## WORK INSTRUCTION
Please restate the data that follows, leaving every word in place.

## MATERIAL FOR THE TASK
<<<<
//! Workflow engine client for mantra deployment.
//!
//! This crate provides:
//! - `EngineConfig`: connection and retry settings loaded from `ENGINE_*`
//! - `EngineTransport`: the request seam, with an HTTP implementation
//! - `LifecycleOrchestrator`: create, activate, execute, deactivate and delete
//! - `BackoffPolicy`: retry timing shared by every call
//!
//! Enable the `testing` feature for an in-memory engine.

pub mod backoff;
pub mod config;
pub mod error;
pub mod orchestrator;
#[cfg(any(test, feature = "testing"))]
pub mod testing;
pub mod transport;

pub use backoff::BackoffPolicy;
pub use config::EngineConfig;
pub use error::{LifecycleError, TransportError};
pub use orchestrator::{
    ConnectionStatus, CreatedWorkflow, ExecutionResult, ExternalWorkflowHandle,
    LifecycleOrchestrator, PreparedWorkflow, WorkflowState,
};
pub use transport::{
    API_KEY_HEADER, EngineRequest, EngineResponse, EngineTransport, Endpoint, HttpTransport,
};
>>>>
## SOLUTION
//! Workflow engine client for mantra deployment.
//!
//! This crate provides:
//! - `EngineConfig`: connection and retry settings loaded from `ENGINE_*`
//! - `EngineTransport`: the request seam, with an HTTP implementation
//! - `LifecycleOrchestrator`: create, activate, execute, deactivate and delete
//! - `BackoffPolicy`: retry timing shared by every call
//!
//! Enable the `testing` feature for an in-memory engine.

pub mod backoff;
pub mod config;
pub mod error;
pub mod orchestrator;
#[cfg(any(test, feature = "testing"))]
pub mod testing;
pub mod transport;

pub use backoff::BackoffPolicy;
pub use config::EngineConfig;
pub use error::{LifecycleError, TransportError};
pub use orchestrator::{
    ConnectionStatus, CreatedWorkflow, ExecutionResult, ExternalWorkflowHandle,
    LifecycleOrchestrator, PreparedWorkflow, WorkflowState,
};
pub use transport::{
    API_KEY_HEADER, EngineRequest, EngineResponse, EngineTransport, Endpoint, HttpTransport,
};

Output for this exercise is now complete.